I read a piece this week on the aftertaste Andrew Tate has left on young boys’ opinions on feminism. It outlined a sudden surge in oppression based masculinity; seducing young men into being overly preoccupied with their strength and individual mark on the world, and where the woman’s place is in silent support.
This paired with the anxiety in the hangover of MeToo, has made some men fear the consequences of female agency. The author suggested that this leads to a misunderstanding of what feminism really is. The word itself is ‘smeared’, and leaves men ‘shuffling in their seats’ upon its utterance. That week, when in male company, I dared let slip the F word. The air in the room turned stiff and uneasy; I could see all frightful visions of green hair, septum piercings and hairy armpits, whirring in his mind. In the hundred-odd years since the dawn of women’s suffrage, and the millennia of general struggle for agency- you’d think this new ‘breaking the glass ceiling’ era with all its female additions to Forbes and so on, that acceptance would bloom with each passing generation.
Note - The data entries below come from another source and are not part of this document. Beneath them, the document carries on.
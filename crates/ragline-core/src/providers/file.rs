//! Local file loader
//!
//! Loads a single file, or walks a directory for text, markdown and HTML files.

use super::html::{extract_title, html_to_text};
use super::{SourceLoader, TextFilter};
use crate::error::{RaglineError, Result};
use crate::index::DocumentRecord;
use async_trait::async_trait;
use std::path::Path;
use walkdir::{DirEntry, WalkDir};

/// File extensions picked up when walking a directory
const EXTENSIONS: &[&str] = &["txt", "md", "markdown", "html", "htm"];

/// Directories to exclude from scanning
const EXCLUDE_DIRS: &[&str] = &["node_modules", ".git", "target", "__pycache__", ".venv"];

/// Loader for local files and directories
#[derive(Debug, Clone, Default)]
pub struct FileLoader {
    /// Applied to HTML files only; text and markdown are kept verbatim
    filter: TextFilter,
}

impl FileLoader {
    pub fn new(filter: TextFilter) -> Self {
        Self { filter }
    }

    fn load_path(&self, path: &Path) -> Result<Vec<DocumentRecord>> {
        if path.is_file() {
            return Ok(vec![self.load_file(path)?]);
        }
        if !path.is_dir() {
            return Err(RaglineError::Source(format!(
                "No such file or directory: {}",
                path.display()
            )));
        }

        let walker = WalkDir::new(path)
            .sort_by_file_name()
            .into_iter()
            .filter_entry(|e| !should_skip(e));

        let mut docs = Vec::new();
        for entry in walker {
            let entry = entry?;
            if !entry.file_type().is_file() || !has_supported_extension(entry.path()) {
                continue;
            }
            match self.load_file(entry.path()) {
                Ok(doc) => docs.push(doc),
                Err(e) => tracing::warn!("Skipping {}: {}", entry.path().display(), e),
            }
        }
        Ok(docs)
    }

    fn load_file(&self, path: &Path) -> Result<DocumentRecord> {
        let content = std::fs::read_to_string(path)?;
        let source = path.display().to_string();
        let file_name = path
            .file_name()
            .map(|n| n.to_string_lossy().to_string())
            .unwrap_or_else(|| source.clone());

        if is_html(path) {
            let description = extract_title(&content).unwrap_or(file_name);
            let text = self.filter.apply(&html_to_text(&content));
            return Ok(DocumentRecord::new(source, text, description));
        }

        let description = markdown_heading(&content).unwrap_or(file_name);
        Ok(DocumentRecord::new(source, content, description))
    }
}

#[async_trait]
impl SourceLoader for FileLoader {
    fn loader_type(&self) -> &'static str {
        "file"
    }

    async fn load(&self, source: &str) -> Result<Vec<DocumentRecord>> {
        let path = Path::new(source).to_path_buf();
        let loader = self.clone();
        tokio::task::spawn_blocking(move || loader.load_path(&path))
            .await
            .map_err(|e| RaglineError::Source(format!("File loading task failed: {}", e)))?
    }
}

fn markdown_heading(content: &str) -> Option<String> {
    content
        .lines()
        .find(|line| line.trim_start().starts_with("# "))
        .map(|line| line.trim_start().trim_start_matches("# ").trim().to_string())
        .filter(|title| !title.is_empty())
}

fn extension(path: &Path) -> String {
    path.extension()
        .map(|e| e.to_string_lossy().to_ascii_lowercase())
        .unwrap_or_default()
}

fn has_supported_extension(path: &Path) -> bool {
    EXTENSIONS.contains(&extension(path).as_str())
}

fn is_html(path: &Path) -> bool {
    matches!(extension(path).as_str(), "html" | "htm")
}

fn should_skip(entry: &DirEntry) -> bool {
    let name = entry.file_name().to_string_lossy();
    entry.depth() > 0
        && (name.starts_with('.') || (entry.file_type().is_dir() && EXCLUDE_DIRS.contains(&&*name)))
}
Unfortunately, my grandpa is more in tune with this stuff than my male peers. A King’s College poll showed 16-29 year olds are more negative about feminism than over 60s. This may be because our over 60s witnessed the rise and reasons behind feminism. Younger men haven’t had tangible enough proof to justify its necessity- they see rights women have in the modern western world and wonder what there is to complain about. They can’t see the necessity in upholding feminist values to keep from reverting to past submission, nor the wide disparity in equality between western and underdeveloped countries.
The Tate model taints the word because the link he forms between feminism and undesirability twists the feminist into an embittered ‘rageuse’. He fills a gap in the male market: role models. The epidemic of male loneliness and suicide rates is no secret, and Tate represents the advent of opportunists seeking to shepherd lost men. The primary issue is that he intertwines what manhood should be and what this means to the man’s relationship with women.
Unlimited access to this branch of content has turned feminism into a time bomb to be disarmed. But, despite how new-wave meninist would have it, female prejudice today stops at diversity quotas and a more lenient jury. On a gradual scale of change overtime, gender equality becomes more balanced. However, the concept of capital F feminism remains feared, which is an immense obstacle to total egalitarianism.